◆ **Exercise brief**
Every line of the data below that holds the string "Relaxed" needs to be reported.

◆ **Record extracts**
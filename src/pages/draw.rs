//! `/draws/:tournament_id/:event_id`: view and publish one draw.
//!
//! SYSTEM CONTEXT
//! ==============
//! Loads the draw through `DrawService` whenever the route params change and
//! hands its structure to `DrawStage`. Requests are not cancelled; results
//! that arrive after unmount or after a newer load are discarded.

#[cfg(test)]
#[path = "draw_test.rs"]
mod draw_test;

use std::sync::Arc;
use std::sync::atomic::{AtomicBool, Ordering};

use leptos::prelude::*;
use leptos::tachys::view::any_view::IntoAny;
use leptos_meta::Title;
use leptos_router::hooks::use_params_map;

use crate::components::dashboard_layout::DashboardLayout;
use crate::components::draw_stage::DrawStage;
use crate::net::types::{DrawStatus, Identifier};
use crate::state::draw::{DrawPageState, parse_draw_route};

#[component]
pub fn DrawPage() -> impl IntoView {
    let params = use_params_map();
    let state = RwSignal::new(DrawPageState::default());

    let alive = Arc::new(AtomicBool::new(true));
    {
        let alive = Arc::clone(&alive);
        on_cleanup(move || alive.store(false, Ordering::Relaxed));
    }

    let alive_load = Arc::clone(&alive);
    Effect::new(move || {
        let (tournament_id, event_id) = params.with(|p| (p.get("tournament_id"), p.get("event_id")));
        match parse_draw_route(tournament_id.as_deref(), event_id.as_deref()) {
            Ok((tournament_id, event_id)) => {
                let mut seq = 0;
                state.update(|s| seq = s.begin_load());
                load_draw(state, seq, tournament_id, event_id, Arc::clone(&alive_load));
            }
            Err(message) => state.update(|s| s.fail_load(message)),
        }
    });

    let alive_publish = Arc::clone(&alive);
    let on_publish = move |_| {
        let mut ticket = None;
        state.update(|s| ticket = s.begin_publish());
        if let Some((seq, draw_id)) = ticket {
            publish_draw(state, seq, draw_id, Arc::clone(&alive_publish));
        }
    };

    let status = Memo::new(move |_| state.with(|s| s.draw.as_ref().map(|d| d.status)));
    let structure = Memo::new(move |_| state.with(|s| s.draw.as_ref().map(|d| d.structure.clone())));
    let load_error = Memo::new(move |_| state.with(|s| s.error.clone()));

    view! {
        <Title text="Draw"/>
        <DashboardLayout title="Draw">
            <section class="page draw-page">
                <header class="draw-page__header">
                    <h1 class="page__title">"Draw"</h1>
                    {move || {
                        status
                            .get()
                            .map(|status| {
                                view! { <span class=status_badge_class(status)>{status.label()}</span> }
                            })
                    }}
                    <span class="draw-page__spacer"></span>
                    <button
                        class="btn btn--primary"
                        disabled=move || !state.with(DrawPageState::can_publish)
                        on:click=on_publish
                    >
                        {move || publish_button_label(state.with(|s| s.publish_pending))}
                    </button>
                </header>
                <Show when=move || state.with(|s| s.publish_error.is_some())>
                    <p class="draw-page__error">
                        {move || state.with(|s| s.publish_error.clone().unwrap_or_default())}
                    </p>
                </Show>
                {move || {
                    if let Some(message) = load_error.get() {
                        return view! { <p class="draw-page__error">{message}</p> }.into_any();
                    }
                    match structure.get() {
                        Some(structure) => view! { <DrawStage structure=structure/> }.into_any(),
                        None => view! { <p class="draw-page__loading">"Loading draw..."</p> }.into_any(),
                    }
                }}
            </section>
        </DashboardLayout>
    }
}

fn status_badge_class(status: DrawStatus) -> &'static str {
    match status {
        DrawStatus::Published => "badge badge--published",
        DrawStatus::Draft => "badge badge--draft",
        DrawStatus::Unknown => "badge",
    }
}

fn publish_button_label(pending: bool) -> &'static str {
    if pending { "Publishing..." } else { "Publish" }
}

fn load_draw(
    state: RwSignal<DrawPageState>,
    seq: u64,
    tournament_id: Identifier,
    event_id: Identifier,
    alive: Arc<AtomicBool>,
) {
    #[cfg(feature = "hydrate")]
    leptos::task::spawn_local(async move {
        let service = crate::services::draws::DrawService::http();
        let result = service.fetch_draw_by_tournament_and_event(&tournament_id, &event_id).await;
        if !alive.load(Ordering::Relaxed) {
            return;
        }
        state.update(|s| {
            if !s.finish_load(seq, result) {
                log::debug!("dropped stale draw response #{seq}");
            }
        });
    });
    #[cfg(not(feature = "hydrate"))]
    {
        let _ = (state, seq, tournament_id, event_id, alive);
    }
}

fn publish_draw(state: RwSignal<DrawPageState>, seq: u64, draw_id: Identifier, alive: Arc<AtomicBool>) {
    #[cfg(feature = "hydrate")]
    leptos::task::spawn_local(async move {
        let service = crate::services::draws::DrawService::http();
        let result = service.publish_draw(&draw_id, None).await;
        if let Err(err) = &result {
            log::warn!("publish of draw {draw_id} failed: {err}");
        }
        if alive.load(Ordering::Relaxed) {
            state.update(|s| {
                if !s.finish_publish(seq, result) {
                    log::debug!("dropped publish response for draw {draw_id}");
                }
            });
        }
    });
    #[cfg(not(feature = "hydrate"))]
    {
        let _ = (state, seq, draw_id, alive);
    }
}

◆ **Exercise solution**
        on_cleanup(move || alive.store(false, Ordering::Relaxed));
        if !alive.load(Ordering::Relaxed) {
        if alive.load(Ordering::Relaxed) {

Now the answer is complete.